Gutachten: Qualitätskriterien für EU-Versender sind möglich |
Die Lieferbedingungen im Arzneimittel-Versandhandel stehen seit Jahren in der Kritik. Ein juristisches Gutachten könnte die Debatte nun erneut befeuern. / Foto: imago images/Winfried Rothermel
Seit Jahren beschweren sich die Apotheker über Ungleichheiten in der Überwachung zwischen Vor-Ort-Apotheken in Deutschland und internationalen Versandkonzernen. Während für Apotheker und Großhändler zahlreiche Dokumentations- und Qualitätskriterien bei der Belieferung greifen, gelten die EU-Versender in den Niederlanden als sogenannte »Grenzapotheken« – für solche Versandkonzerne gelten jenseits der niederländischen Grenze gelockerte Überwachungs- und Kontrollbedingungen.
Der CSU-Bundestagsabgeordnete und Arzt Stephan Pilsinger hat sich in den vergangenen Wochen verstärkt diesem Thema gewidmet. Erst kürzlich hatte Pilsinger beim Wissenschaftlichen Dienst des Bundestags ein Gutachten in Auftrag gegeben, in dem die beiden Kontrollsysteme in der Arzneimittelversorgung (Deutschland, Niederlande) verglichen werden. Was den Versandhandel betrifft, gebe es eine »systemimmanente Überwachungslücke«, so eine der Schlussfolgerungen der Expertise.

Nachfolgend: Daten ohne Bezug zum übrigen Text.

//! Shared helpers for batch integration tests

#![allow(dead_code)]

use parking_lot::Mutex;
use serde_json::Value;
use std::sync::atomic::{AtomicBool, Ordering};
use std::sync::Arc;
use tasker_batch::batch::{callback_fn, BatchCoordinator, BatchId, CallbackRegistry, KeyNamespace};
use tasker_batch::config::CompletionConfig;
use tasker_batch::store::{BatchStore, MemoryBatchStore, StoreError, StoreResult};

/// One recorded callback invocation: (callback name, batch id, args)
pub type CallLog = Arc<Mutex<Vec<(String, BatchId, Vec<Value>)>>>;

/// Registry whose callbacks append to a shared log
pub fn recording_registry(names: &[&str]) -> (CallbackRegistry, CallLog) {
    let log: CallLog = Arc::new(Mutex::new(Vec::new()));
    let mut registry = CallbackRegistry::new();
    for name in names {
        let sink = log.clone();
        let label = name.to_string();
        registry
            .register(
                *name,
                callback_fn(move |id, args| {
                    let sink = sink.clone();
                    let label = label.clone();
                    async move {
                        sink.lock().push((label, id, args));
                        Ok(())
                    }
                }),
            )
            .expect("valid callback name");
    }
    (registry, log)
}

pub fn memory_coordinator(
    registry: CallbackRegistry,
) -> (BatchCoordinator<MemoryBatchStore>, MemoryBatchStore) {
    let store = MemoryBatchStore::new();
    let coordinator = BatchCoordinator::new(
        store.clone(),
        KeyNamespace::default(),
        registry,
        CompletionConfig::default(),
    );
    (coordinator, store)
}

/// Memory store that can be told to fail specific operations
#[derive(Clone, Default)]
pub struct FlakyStore {
    inner: MemoryBatchStore,
    fail_decrement: Arc<AtomicBool>,
    fail_delete: Arc<AtomicBool>,
    fail_set: Arc<AtomicBool>,
    stall_set: Arc<AtomicBool>,
    close_on_decrement: Arc<AtomicBool>,
}

impl FlakyStore {
    pub fn new() -> Self {
        Self::default()
    }

    pub fn inner(&self) -> &MemoryBatchStore {
        &self.inner
    }

    pub fn fail_decrement(&self, fail: bool) {
        self.fail_decrement.store(fail, Ordering::SeqCst);
    }

    pub fn fail_delete(&self, fail: bool) {
        self.fail_delete.store(fail, Ordering::SeqCst);
    }

    pub fn fail_set(&self, fail: bool) {
        self.fail_set.store(fail, Ordering::SeqCst);
    }

    /// Write the value, then never reply, as a store whose reply is lost
    pub fn stall_set(&self, stall: bool) {
        self.stall_set.store(stall, Ordering::SeqCst);
    }

    /// Delete the batch's in-progress marker right after each decrement,
    /// as if assembly closed between the decrement and the flag read
    pub fn close_assembly_on_decrement(&self, close: bool) {
        self.close_on_decrement.store(close, Ordering::SeqCst);
    }

    async fn close_assembly_for(&self, count_key: &str) -> StoreResult<()> {
        if !self.close_on_decrement.load(Ordering::SeqCst) {
            return Ok(());
        }
        if let Some(prefix) = count_key.strip_suffix("_count") {
            self.inner.delete(&format!("{prefix}_in_progress")).await?;
        }
        Ok(())
    }

    fn check(flag: &AtomicBool, op: &str) -> StoreResult<()> {
        if flag.load(Ordering::SeqCst) {
            Err(StoreError::ConnectionError(format!("{op} refused: store unreachable")))
        } else {
            Ok(())
        }
    }
}

impl BatchStore for FlakyStore {
    async fn increment(&self, key: &str) -> StoreResult<i64> {
        self.inner.increment(key).await
    }

    async fn decrement(&self, key: &str) -> StoreResult<i64> {
        Self::check(&self.fail_decrement, "DECR")?;
        let remaining = self.inner.decrement(key).await?;
        self.close_assembly_for(key).await?;
        Ok(remaining)
    }

    async fn set(&self, key: &str, value: &str) -> StoreResult<()> {
        Self::check(&self.fail_set, "SET")?;
        self.inner.set(key, value).await?;
        if self.stall_set.load(Ordering::SeqCst) {
            tokio::time::sleep(std::time::Duration::from_secs(60)).await;
        }
        Ok(())
    }

    async fn get(&self, key: &str) -> StoreResult<Option<String>> {
        self.inner.get(key).await
    }

    async fn delete(&self, key: &str) -> StoreResult<()> {
        Self::check(&self.fail_delete, "DEL")?;
        self.inner.delete(key).await
    }

    async fn decrement_and_probe(&self, count_key: &str, flag_key: &str) -> StoreResult<(i64, bool)> {
        Self::check(&self.fail_decrement, "DECR")?;
        let probed = self.inner.decrement_and_probe(count_key, flag_key).await?;
        self.close_assembly_for(count_key).await?;
        Ok(probed)
    }

    async fn health_check(&self) -> StoreResult<bool> {
        Ok(!self.fail_decrement.load(Ordering::SeqCst))
    }

    fn provider_name(&self) -> &'static str {
        "flaky"
    }

    fn is_distributed(&self) -> bool {
        false
    }
}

Nun legt Pilsinger in dieser Debatte nach. Der PZ liegt exklusiv ein weiteres Gutachten des Wissenschaftlichen Dienstes vor, in dem es unter anderem um die europarechtliche Machbarkeit von neuen Qualitätskriterien für den Rx-Versandhandel geht. Konkret geht es einerseits um die Frage, ob sich auch die EU-Versender an die Regelungen in der Apothekenbetriebsordnung zur Einhaltung der Kühlkette halten sollten. In §17 der ApBetrO ist vorgeschrieben, dass Vor-Ort-Apotheken Temperaturkontrollen bei kühlpflichtigen Arzneimitteln nachweisen müssen, wenn sie diese versenden.

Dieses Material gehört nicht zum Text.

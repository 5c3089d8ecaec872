//! # Batch Completion Coordination
//!
//! Tracks a batch of independently scheduled units of work whose final size
//! is only known once enqueuing finishes, and fires the batch's completion
//! callbacks once the last unit reports back.
//!
//! State lives entirely in the shared store, so any number of processes can
//! run the hooks for the same batch.

pub mod assembly;
pub mod callbacks;
pub mod coordinator;
pub mod counter;
pub mod keys;

pub use assembly::AssemblyGuard;
pub use callbacks::{callback_fn, BatchCallback, BatchedJob, CallbackRegistry, CALLBACK_PREFIX};
pub use coordinator::{BatchCoordinator, CompletionOutcome};
pub use counter::CompletionCounter;
pub use keys::{batch_key, count_key, in_progress_key, BatchId, KeyNamespace};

Die Bundestagsjuristen kommen zu dem Schluss, dass keine Diskriminierung vorläge, sollte es für EU-Versender eine solche Regelung geben – schließlich existiert sie ja bereits für die Vor-Ort-Apotheken. Hinzu komme, dass eine solche Maßnahme aus Gründen des Gesundheitsschutzes gerechtfertigt sein könnte. Die Juristen bezeichnen die Maßnahme als »recht mild« und erklären, dass Nachweise für die EU-Versender mit Blick auf den Gesundheitsschutz »wohl gut begründbar« wären.

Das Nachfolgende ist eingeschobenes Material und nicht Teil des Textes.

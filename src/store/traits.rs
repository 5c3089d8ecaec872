//! Batch store trait definition

use super::errors::StoreResult;

/// Atomic key-value operations the batch protocol relies on
///
/// Every operation is individually atomic across all processes sharing the
/// backend. Nothing is layered on top: callers compose these primitives and
/// accept that the composition is not atomic as a whole.
pub trait BatchStore: Send + Sync {
    /// Atomically increment an integer key, initializing absent keys to 0 first
    fn increment(&self, key: &str) -> impl std::future::Future<Output = StoreResult<i64>> + Send;

    /// Atomically decrement an integer key, initializing absent keys to 0 first
    ///
    /// The result may go negative; the store does not guard against misuse.
    fn decrement(&self, key: &str) -> impl std::future::Future<Output = StoreResult<i64>> + Send;

    /// Set a key to a string value
    fn set(
        &self,
        key: &str,
        value: &str,
    ) -> impl std::future::Future<Output = StoreResult<()>> + Send;

    /// Get a key's value, `Ok(None)` when absent
    fn get(
        &self,
        key: &str,
    ) -> impl std::future::Future<Output = StoreResult<Option<String>>> + Send;

    /// Delete a key; deleting an absent key succeeds
    fn delete(&self, key: &str) -> impl std::future::Future<Output = StoreResult<()>> + Send;

    /// Decrement `count_key` and report whether `flag_key` exists, as one atomic step
    fn decrement_and_probe(
        &self,
        count_key: &str,
        flag_key: &str,
    ) -> impl std::future::Future<Output = StoreResult<(i64, bool)>> + Send;

    /// Check if the store backend is reachable
    fn health_check(&self) -> impl std::future::Future<Output = StoreResult<bool>> + Send;

    /// Get the name of the store provider
    fn provider_name(&self) -> &'static str;

    /// Whether state is shared across processes
    fn is_distributed(&self) -> bool;
}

Die Juristen stellen allerdings klar, dass dies immer von der konkreten Ausgestaltung der Maßnahme abhänge. Auch im zweiten geprüften Fall sei dies so: Konkret gingen die Experten der Frage nach, ob die verpflichtende Auslieferung von Rx-Arzneimitteln durch pharmazeutisches Fachpersonal europarechtlich machbar wäre. Hier sind die Experten allerdings skeptischer, schließlich würde sich für die Versender dadurch ein »ungleich höherer logistischer und personeller Aufwand« ergeben, weil die Apotheken vor Ort Botendienste durch pharmazeutisches Fachpersonal jetzt schon anbieten können. Die Juristen meinen, dass dies eine »Maßnahme gleicher Wirkung« sein könnte, die den innereuropäischen Handel beeinträchtigen würde. Solche Maßnahmen müssten gut begründet sein, etwa durch den Gesundheitsschutz. Ohne Kenntnis der konkreten Ausgestaltung einer solchen Regelung sei es nicht möglich, eine Verhältnismäßigkeitsprüfung vorzunehmen, so die Juristen.